§ **Assignment**
Every entry below should be printed exactly.
=== Section Start ===
// Construction-time configuration for the parts of the core that are
// deliberately left open: thread count, QueryHeap index backing, and the
// allowedNodes predicate. Collected into one validated, serializable value
// rather than threaded through function signatures as bare parameters.

use crate::types::NodeID;
use crate::validation::{ValidationContext, ValidationError};
use serde::{Deserialize, Serialize};

/// Which `QueryHeap` index-storage strategy the customizer should use.
/// See `query_heap` for the tradeoffs of each.
#[derive(Debug, Clone, Copy, PartialEq, Eq, Serialize, Deserialize)]
pub enum HeapBacking {
    /// O(1) lookup, O(N) memory. The customizer's documented default.
    Array,
    /// Sparse; good when a search only ever touches a handful of nodes.
    UnorderedMap,
    /// Sparse with deterministic iteration order.
    Map,
    /// Dense array for border nodes overlaid on a sparse map for the rest.
    TwoLevel,
    /// Array backing with generation counters, avoiding an O(N) clear.
    Generation,
}

impl Default for HeapBacking {
    fn default() -> Self {
        HeapBacking::Array
    }
}

/// A boolean predicate over nodes, used to produce metric variants that
/// exclude certain nodes (e.g. a tolls-off profile) without rebuilding
/// CellStorage. Unset entries are treated as blocked.
#[derive(Debug, Clone, Serialize, Deserialize)]
pub struct AllowedNodes {
    allowed: Vec<bool>,
}

impl AllowedNodes {
    /// Every node allowed.
    pub fn all_allowed(node_count: usize) -> Self {
        Self {
            allowed: vec![true; node_count],
        }
    }

    pub fn from_vec(allowed: Vec<bool>) -> Self {
        Self { allowed }
    }

    pub fn is_allowed(&self, node: NodeID) -> bool {
        self.allowed.get(node.index()).copied().unwrap_or(false)
    }

    pub fn len(&self) -> usize {
        self.allowed.len()
    }

    pub fn is_empty(&self) -> bool {
        self.allowed.is_empty()
    }
}

/// Customization-time configuration, constructed or loaded by the embedding
/// application. This crate never parses argv or reads environment variables
/// itself; the CLI surface is explicitly out of scope for the core.
#[derive(Debug, Clone, Serialize, Deserialize)]
pub struct CustomizerConfig {
    /// `None` defers to rayon's default (the machine's core count).
    pub thread_count: Option<usize>,
    pub heap_backing: HeapBacking,
    #[serde(skip)]
    pub allowed_nodes: Option<AllowedNodes>,
}

impl Default for CustomizerConfig {
    fn default() -> Self {
        Self {
            thread_count: None,
            heap_backing: HeapBacking::default(),
            allowed_nodes: None,
        }
    }
}

impl CustomizerConfig {
    pub fn new() -> Self {
        Self::default()
    }

    pub fn with_thread_count(mut self, count: usize) -> Result<Self, ValidationError> {
        ValidationContext::new("customizer_config")
            .with_attribute("thread_count", count.to_string())
            .check(count > 0, "thread_count must be nonzero")?;
        self.thread_count = Some(count);
        Ok(self)
    }

    pub fn with_heap_backing(mut self, backing: HeapBacking) -> Self {
        self.heap_backing = backing;
        self
    }

    pub fn with_allowed_nodes(mut self, allowed: AllowedNodes) -> Self {
        self.allowed_nodes = Some(allowed);
        self
    }

    /// Load a config from a TOML file. `allowed_nodes` is never persisted
    /// this way (it is sized to a specific graph instance); load it
    /// separately and attach it with `with_allowed_nodes`.
    pub fn from_toml_str(text: &str) -> anyhow::Result<Self> {
        let config: Self = toml::from_str(text)?;
        if let Some(count) = config.thread_count {
            ValidationContext::new("customizer_config")
                .with_attribute("thread_count", count.to_string())
                .check(count > 0, "thread_count must be nonzero")?;
        }
        Ok(config)
    }
}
=== Section End ===
§ **Answer section**
// Construction-time configuration for the parts of the core that are
// deliberately left open: thread count, QueryHeap index backing, and the
// allowedNodes predicate. Collected into one validated, serializable value
// rather than threaded through function signatures as bare parameters.

use crate::types::NodeID;
use crate::validation::{ValidationContext, ValidationError};
use serde::{Deserialize, Serialize};

/// Which `QueryHeap` index-storage strategy the customizer should use.
/// See `query_heap` for the tradeoffs of each.
#[derive(Debug, Clone, Copy, PartialEq, Eq, Serialize, Deserialize)]
pub enum HeapBacking {
    /// O(1) lookup, O(N) memory. The customizer's documented default.
    Array,
    /// Sparse; good when a search only ever touches a handful of nodes.
    UnorderedMap,
    /// Sparse with deterministic iteration order.
    Map,
    /// Dense array for border nodes overlaid on a sparse map for the rest.
    TwoLevel,
    /// Array backing with generation counters, avoiding an O(N) clear.
    Generation,
}

impl Default for HeapBacking {
    fn default() -> Self {
        HeapBacking::Array
    }
}

/// A boolean predicate over nodes, used to produce metric variants that
/// exclude certain nodes (e.g. a tolls-off profile) without rebuilding
/// CellStorage. Unset entries are treated as blocked.
#[derive(Debug, Clone, Serialize, Deserialize)]
pub struct AllowedNodes {
    allowed: Vec<bool>,
}

impl AllowedNodes {
    /// Every node allowed.
    pub fn all_allowed(node_count: usize) -> Self {
        Self {
            allowed: vec![true; node_count],
        }
    }

    pub fn from_vec(allowed: Vec<bool>) -> Self {
        Self { allowed }
    }

    pub fn is_allowed(&self, node: NodeID) -> bool {
        self.allowed.get(node.index()).copied().unwrap_or(false)
    }

    pub fn len(&self) -> usize {
        self.allowed.len()
    }

    pub fn is_empty(&self) -> bool {
        self.allowed.is_empty()
    }
}

/// Customization-time configuration, constructed or loaded by the embedding
/// application. This crate never parses argv or reads environment variables
/// itself; the CLI surface is explicitly out of scope for the core.
#[derive(Debug, Clone, Serialize, Deserialize)]
pub struct CustomizerConfig {
    /// `None` defers to rayon's default (the machine's core count).
    pub thread_count: Option<usize>,
    pub heap_backing: HeapBacking,
    #[serde(skip)]
    pub allowed_nodes: Option<AllowedNodes>,
}

impl Default for CustomizerConfig {
    fn default() -> Self {
        Self {
            thread_count: None,
            heap_backing: HeapBacking::default(),
            allowed_nodes: None,
        }
    }
}

impl CustomizerConfig {
    pub fn new() -> Self {
        Self::default()
    }

    pub fn with_thread_count(mut self, count: usize) -> Result<Self, ValidationError> {
        ValidationContext::new("customizer_config")
            .with_attribute("thread_count", count.to_string())
            .check(count > 0, "thread_count must be nonzero")?;
        self.thread_count = Some(count);
        Ok(self)
    }

    pub fn with_heap_backing(mut self, backing: HeapBacking) -> Self {
        self.heap_backing = backing;
        self
    }

    pub fn with_allowed_nodes(mut self, allowed: AllowedNodes) -> Self {
        self.allowed_nodes = Some(allowed);
        self
    }

    /// Load a config from a TOML file. `allowed_nodes` is never persisted
    /// this way (it is sized to a specific graph instance); load it
    /// separately and attach it with `with_allowed_nodes`.
    pub fn from_toml_str(text: &str) -> anyhow::Result<Self> {
        let config: Self = toml::from_str(text)?;
        if let Some(count) = config.thread_count {
            ValidationContext::new("customizer_config")
                .with_attribute("thread_count", count.to_string())
                .check(count > 0, "thread_count must be nonzero")?;
        }
        Ok(config)
    }
}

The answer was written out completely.